Every line containing the word "TriggerType" must be pulled from the records.

○ ○ ○ ○ ○ ○ ○

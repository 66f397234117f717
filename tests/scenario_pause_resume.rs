//! A run pauses at a `ui_form` block, its state is persisted (sealed) and
//! reloaded, and resuming with an action payload carries the run to
//! completion against the rehydrated context.

mod support;

use serde_json::json;
use serial_test::serial;

use workflow_engine::model::{OrgId, RunStatus, TriggerType, WorkflowId};
use workflow_engine::orchestrator::{ActionSubmission, TriggerRequest};

#[tokio::test]
#[serial]
async fn pauses_at_ui_form_and_resumes_to_completion() {
    let (orch, store) = support::orchestrator_with(support::stub_fetch_registry());
    let workflow_id = WorkflowId::new();
    let org_id = OrgId::new();

    let blocks = vec![
        support::block(
            "load_user",
            "fetch",
            0,
            vec![
                ("fetch_stub_response", json!({"balance": 50})),
                ("fetch_bind_value", json!("user")),
            ],
        ),
        support::block("confirm", "ui_form", 1, vec![]),
        support::block(
            "apply_bonus",
            "math",
            2,
            vec![
                ("math_operation", json!({"op": "add", "input": "$state.user.balance", "operand": "$state.bonus"})),
                ("math_bind_value", json!("balance")),
            ],
        ),
    ];

    store.save_version(&support::published_version(workflow_id, blocks)).unwrap();

    let run_id = orch
        .trigger(TriggerRequest {
            workflow_id,
            version: 1,
            trigger_type: TriggerType::Api,
            event_data: Default::default(),
            org_id,
            run_id: None,
            device_id: None,
        })
        .await
        .unwrap();

    let paused_run = support::wait_for_terminal(&store, run_id).await;
    assert_eq!(paused_run.status, RunStatus::AwaitingAction);
    let paused = store.load_paused_state(run_id).unwrap().expect("paused state persisted");
    assert_eq!(paused.context_snapshot.state.get("user"), Some(&json!({"balance": 50})));

    orch.resume(run_id, ActionSubmission { action_type: "submit".to_string(), payload: json!({"bonus": 10}) }).await.unwrap();

    let run = support::wait_for_terminal(&store, run_id).await;
    assert_eq!(run.status, RunStatus::Completed);
    assert!(store.load_paused_state(run_id).unwrap().is_none(), "paused state must be cleared on resume");

    let steps = store.load_steps(run_id).unwrap();
    assert_eq!(steps.len(), 3);
    let apply_bonus = steps.iter().find(|s| s.block_name == "apply_bonus").expect("apply_bonus step recorded");
    assert_eq!(apply_bonus.state_delta.get("balance"), Some(&json!(60.0)));
}
//! Shared scaffolding for the black-box scenario tests: block builders, a
//! network-free stand-in for the `fetch` handler, and small polling helpers
//! over the orchestrator's async, store-backed lifecycle.

use std::collections::HashMap;
use std::sync::Arc;
use std::time::Duration;

use async_trait::async_trait;
use serde_json::Value;

use workflow_engine::context::WorkflowContext;
use workflow_engine::error::WorkflowResult;
use workflow_engine::handlers::{self, bind_value_key};
use workflow_engine::model::{Block, BlockId, Condition, Run, RunId, RunStatus, TriggerType, VersionStatus, WorkflowId, WorkflowVersion};
use workflow_engine::registry::{BlockHandler, BlockRegistry, BlockResult};
use workflow_engine::sandbox::Sandbox;
use workflow_engine::{EventBroadcaster, Interpreter, InterpreterConfig, Orchestrator, StateStore};

/// Stands in for the real, network-backed `fetch` handler in scenarios that
/// need a fetch step to succeed. The real `FetchHandler` can never be
/// exercised against a local mock server here: its SSRF policy always
/// rejects loopback addresses, and that's exactly the address every local
/// mock server binds. So this handler echoes a literal response placed on
/// the block itself under `fetch_stub_response`, following the same
/// `fetch_bind_value` convention as the real handler, while the rest of the
/// pipeline (array/math/code/ui/orchestrator/storage) runs unmodified.
pub struct StubFetchHandler;

#[async_trait]
impl BlockHandler for StubFetchHandler {
    async fn execute(&self, block: &Block, _ctx: &mut WorkflowContext) -> WorkflowResult<BlockResult> {
        let payload = block.logic.get("fetch_stub_response").cloned().unwrap_or(Value::Null);
        let mut result = BlockResult::default();
        if let Some(bind) = bind_value_key(block, "fetch") {
            result = result.with_state(bind, payload);
        }
        Ok(result)
    }
}

/// The full in-tree registry with `fetch` swapped for `StubFetchHandler`.
pub fn stub_fetch_registry() -> BlockRegistry {
    let http = reqwest::Client::new();
    let sandbox = Arc::new(Sandbox::new(http.clone()));
    let mut registry = handlers::default_registry(sandbox, http);
    registry.register("fetch", Arc::new(StubFetchHandler));
    registry
}

/// The unmodified in-tree registry, real `FetchHandler` included.
pub fn real_registry() -> BlockRegistry {
    let http = reqwest::Client::new();
    let sandbox = Arc::new(Sandbox::new(http.clone()));
    handlers::default_registry(sandbox, http)
}

pub fn block(name: &str, block_type: &str, order: u32, logic: Vec<(&str, Value)>) -> Block {
    let logic: HashMap<String, Value> = logic.into_iter().map(|(k, v)| (k.to_string(), v)).collect();
    Block { id: BlockId::new(), name: name.to_string(), block_type: block_type.to_string(), logic, conditions: vec![], order }
}

pub fn guarded_block(name: &str, block_type: &str, order: u32, logic: Vec<(&str, Value)>, conditions: Vec<Condition>) -> Block {
    let mut b = block(name, block_type, order, logic);
    b.conditions = conditions;
    b
}

pub fn published_version(workflow_id: WorkflowId, blocks: Vec<Block>) -> WorkflowVersion {
    WorkflowVersion {
        workflow_id,
        version: 1,
        status: VersionStatus::Published,
        trigger_type: TriggerType::Api,
        trigger_config: Default::default(),
        blocks,
    }
}

pub fn orchestrator_with(registry: BlockRegistry) -> (Orchestrator, Arc<StateStore>) {
    let store = Arc::new(StateStore::temporary().expect("temporary store"));
    let interpreter = Arc::new(Interpreter::new(registry, InterpreterConfig::default()));
    let broadcaster = EventBroadcaster::new(64);
    let orchestrator = Orchestrator::new(store.clone(), interpreter, broadcaster);
    (orchestrator, store)
}

/// Poll the store until a run reaches any terminal-or-pausing status, or panic.
pub async fn wait_for_terminal(store: &StateStore, run_id: RunId) -> Run {
    for _ in 0..200 {
        if let Some(run) = store.load_run(run_id).expect("load_run") {
            if matches!(run.status, RunStatus::Completed | RunStatus::Failed | RunStatus::Cancelled | RunStatus::AwaitingAction) {
                return run;
            }
        }
        tokio::time::sleep(Duration::from_millis(10)).await;
    }
    panic!("run {run_id} did not reach a terminal state in time");
}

○ ○ ○ ○ ○ ○ ○

* _The answer_:
use workflow_engine::model::{OrgId, RunStatus, TriggerType, WorkflowId};
            trigger_type: TriggerType::Api,
use workflow_engine::model::{Block, BlockId, Condition, Run, RunId, RunStatus, TriggerType, VersionStatus, WorkflowId, WorkflowVersion};
        trigger_type: TriggerType::Api,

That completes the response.